Monday, May 9, 2011

Annotating an annotations

When you start writing your own annotation types, the main purpose of your annotation types is to provide basic documentation. Also you write annotation types that are specific to a certain member type, or perhaps a certain set of member types. This requires you to supply some sort of metadata on your annotation type, so that the compiler can enforce the annotation’s intended functionality.

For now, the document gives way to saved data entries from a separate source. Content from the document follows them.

//! Off-screen page surface.
//!
//! `FrameCanvas` owns the single pixel buffer a page is drawn into before it
//! is handed to the flip engine. Text is not rasterized; labels are recorded
//! with their computed size and position so a presenter (or a test) can
//! render or inspect them.

use image::imageops::{self, FilterType};
use image::{Rgba, RgbaImage};
use pageloader::PageImageLoader;

use crate::types::RenderStyle;

/// Approximate advance of one glyph as a fraction of the font size.
const GLYPH_ADVANCE: f32 = 0.6;
/// Gap between the page number and the bottom edge.
const BOTTOM_MARGIN: f32 = 20.0;
/// Gap between the page number and its caption.
const CAPTION_GAP: f32 = 5.0;

/// A line of text placed on the canvas. `origin` is the top-left corner.
#[derive(Debug, Clone, PartialEq)]
pub struct TextLabel {
    pub text: String,
    pub size: f32,
    pub origin: (f32, f32),
    pub color: [u8; 4],
}

impl TextLabel {
    pub fn width(&self) -> f32 {
        text_width(&self.text, self.size)
    }
}

/// Buffer lifecycle counters.
#[derive(Debug, Clone, Copy, Default, PartialEq, Eq)]
pub struct CanvasStats {
    pub allocations: u64,
    pub releases: u64,
    pub draws: u64,
}

pub struct FrameCanvas {
    pixels: Option<RgbaImage>,
    labels: Vec<TextLabel>,
    style: RenderStyle,
    max_pages: usize,
    stats: CanvasStats,
}

impl FrameCanvas {
    pub fn new(style: RenderStyle, max_pages: usize) -> Self {
        Self {
            pixels: None,
            labels: Vec::new(),
            style,
            max_pages,
            stats: CanvasStats::default(),
        }
    }

    pub fn stats(&self) -> CanvasStats {
        self.stats
    }

    pub fn is_allocated(&self) -> bool {
        self.pixels.is_some()
    }

    pub fn dimensions(&self) -> Option<(u32, u32)> {
        self.pixels.as_ref().map(RgbaImage::dimensions)
    }

    pub fn pixels(&self) -> Option<&RgbaImage> {
        self.pixels.as_ref()
    }

    pub fn labels(&self) -> &[TextLabel] {
        &self.labels
    }

    /// Allocates a fresh buffer. A buffer that is still held is released first.
    pub fn allocate(&mut self, width: u32, height: u32) {
        if self.pixels.is_some() {
            tracing::warn!("canvas buffer still held at allocation; releasing it first");
            self.release();
        }
        let (width, height) = (width.max(1), height.max(1));
        self.pixels = Some(RgbaImage::from_pixel(
            width,
            height,
            Rgba(self.style.background),
        ));
        self.stats.allocations += 1;
        tracing::debug!(width, height, "canvas buffer allocated");
    }

    /// Frees the buffer; returns whether one was held.
    pub fn release(&mut self) -> bool {
        self.labels.clear();
        match self.pixels.take() {
            Some(_) => {
                self.stats.releases += 1;
                true
            }
            None => false,
        }
    }

    /// Font size for `base`, scaled by the ratio of canvas width to the
    /// reference width.
    pub fn font_size(&self, base: f32) -> f32 {
        let width = self.dimensions().map_or(self.style.reference_width, |(w, _)| w);
        base * width as f32 / self.style.reference_width.max(1) as f32
    }

    /// Draws page `number` and reports whether it was a placeholder draw,
    /// i.e. the loader had no content for it yet. Never blocks on the loader.
    ///
    /// Without an allocated buffer nothing is drawn and the draw counts as a
    /// placeholder.
    pub fn draw_page(&mut self, number: usize, loader: &dyn PageImageLoader) -> bool {
        let Some(pixels) = self.pixels.as_mut() else {
            tracing::warn!(page = number, "draw requested before a surface exists");
            return true;
        };
        let (width, height) = pixels.dimensions();

        for pixel in pixels.pixels_mut() {
            *pixel = Rgba(self.style.background);
        }

        let content = loader.peek(number);
        if let Some(buffer) = content.as_deref() {
            if buffer.dimensions() == (width, height) {
                imageops::overlay(pixels, buffer, 0, 0);
            } else {
                let scaled = imageops::resize(buffer, width, height, FilterType::Triangle);
                imageops::overlay(pixels, &scaled, 0, 0);
            }
        }

        self.labels = self.page_labels(number, width as f32, height as f32);
        self.stats.draws += 1;

        let placeholder = content.is_none();
        tracing::trace!(page = number, placeholder, "page drawn");
        placeholder
    }

    fn page_labels(&self, number: usize, width: f32, height: f32) -> Vec<TextLabel> {
        let color = self.style.text_color;
        let size = self.font_size(self.style.page_number_size);
        let text = number.to_string();
        let y = height - size - BOTTOM_MARGIN;
        let mut labels = vec![TextLabel {
            origin: ((width - text_width(&text, size)) / 2.0, y),
            text,
            size,
            color,
        }];

        let caption = if number <= 1 {
            Some("The First Page")
        } else if number >= self.max_pages {
            Some("The Last Page")
        } else {
            None
        };
        if let Some(caption) = caption {
            let caption_size = self.font_size(self.style.caption_size);
            labels.push(TextLabel {
                text: caption.to_string(),
                size: caption_size,
                origin: (
                    (width - text_width(caption, caption_size)) / 2.0,
                    y + CAPTION_GAP + caption_size,
                ),
                color,
            });
        }
        labels
    }
}

fn text_width(text: &str, size: f32) -> f32 {
    text.chars().count() as f32 * size * GLYPH_ADVANCE
}

#[cfg(test)]
mod tests {
    use super::*;
    use crate::test_support::FakeLoader;

    const CYAN: Rgba<u8> = Rgba([0, 255, 255, 255]);

    fn canvas(max_pages: usize) -> FrameCanvas {
        let mut canvas = FrameCanvas::new(RenderStyle::default(), max_pages);
        canvas.allocate(360, 640);
        canvas
    }

    #[test]
    fn missing_content_draws_placeholder_with_first_page_caption() {
        let mut canvas = canvas(20);
        let loader = FakeLoader::default();

        assert!(canvas.draw_page(0, &loader));
        let pixels = canvas.pixels().unwrap();
        assert_eq!(*pixels.get_pixel(10, 10), CYAN);
        assert_eq!(*pixels.get_pixel(359, 639), CYAN);

        let texts: Vec<_> = canvas.labels().iter().map(|l| l.text.as_str()).collect();
        assert_eq!(texts, ["0", "The First Page"]);
    }

    #[test]
    fn ready_content_covers_background() {
        let mut canvas = canvas(20);
        let loader = FakeLoader::default();
        loader.set_ready(5, RgbaImage::from_pixel(36, 64, Rgba([10, 20, 30, 255])));

        assert!(!canvas.draw_page(5, &loader));
        let pixels = canvas.pixels().unwrap();
        assert_eq!(*pixels.get_pixel(0, 0), Rgba([10, 20, 30, 255]));
        assert_eq!(*pixels.get_pixel(359, 639), Rgba([10, 20, 30, 255]));
        assert_eq!(canvas.labels().len(), 1);
    }

    #[test]
    fn last_page_caption() {
        let mut canvas = canvas(20);
        let loader = FakeLoader::default();
        canvas.draw_page(20, &loader);
        assert_eq!(canvas.labels()[1].text, "The Last Page");
        canvas.draw_page(19, &loader);
        assert_eq!(canvas.labels().len(), 1);
    }

    #[test]
    fn labels_scale_with_width_and_sit_above_bottom_margin() {
        let mut canvas = canvas(20);
        canvas.draw_page(1, &FakeLoader::default());
        let number = &canvas.labels()[0];
        assert_eq!(number.size, 40.0);
        assert_eq!(number.origin.1, 640.0 - 40.0 - 20.0);
        assert_eq!(number.origin.0, (360.0 - number.width()) / 2.0);

        let caption = &canvas.labels()[1];
        assert_eq!(caption.size, 8.0);
        assert_eq!(caption.origin.1, number.origin.1 + 5.0 + 8.0);
    }

    #[test]
    fn allocation_and_release_are_counted() {
        let mut canvas = FrameCanvas::new(RenderStyle::default(), 3);
        assert!(!canvas.release());
        canvas.allocate(10, 10);
        canvas.allocate(20, 10);
        assert_eq!(canvas.dimensions(), Some((20, 10)));
        let stats = canvas.stats();
        assert_eq!((stats.allocations, stats.releases), (2, 1));
    }

    #[test]
    fn unallocated_canvas_reports_placeholder_without_drawing() {
        let mut canvas = FrameCanvas::new(RenderStyle::default(), 3);
        assert!(canvas.draw_page(0, &FakeLoader::default()));
        assert_eq!(canvas.stats().draws, 0);
    }
}
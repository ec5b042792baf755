use std::path::PathBuf;

use thiserror::Error;

#[derive(Debug, Error)]
pub enum LoadError {
    #[error("page {page} is outside the document ({count} pages)")]
    OutOfRange { page: usize, count: usize },

    #[error("failed to decode page {page} from {}: {source}", .path.display())]
    Decode {
        page: usize,
        path: PathBuf,
        #[source]
        source: image::ImageError,
    },

    #[error("failed to spawn loader worker: {0}")]
    Spawn(#[source] std::io::Error),
}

The most obvious meta-annotation is one that allows you to indicate which program elements can have annotations of the defined type.
Such meta-annotation is called Target. We have alread discussed @Target annotation here. You should know about another new class called ElementType. This enum defines the various program elements that an annotation type can target.

 

ElementType enum

package java.lang.annotation;

public enum ElementType {
TYPE, // Class, interface, or enum (but not annotation)
FIELD, // Field (including enumerated values)
METHOD, // Method (does not include constructors)
PARAMETER, // Method parameter
CONSTRUCTOR, // Constructor
LOCAL_VARIABLE, // Local variable or catch clause
ANNOTATION_TYPE, // Annotation Types (meta-annotations)
PACKAGE // Java package
}


The enumerated values in exampel above are obvious. When you use the Target meta-annotation, you supply it at least one of these enumerated values and indicate
which program elements the annotated annotation can target. Now we have to use target annotation.

 

Using Target annotation to annotate your annotation


package com.vaani.annotations.target; 
import java.lang.annotation.ElementType;
import java.lang.annotation.Target;

// Using the Target meta-annotation
/**
* Annotation type to indicate a task still needs to be completed
*/
@Target({ElementType.TYPE,
ElementType.METHOD,
ElementType.CONSTRUCTOR,
ElementType.ANNOTATION_TYPE})
public @interface TODO {
String value();
}

Now the Java compiler will apply TODO only to types, methods, constructors, and other annotation types.
This helps you ensure that nobody else uses your custom annotation type and misapplies it.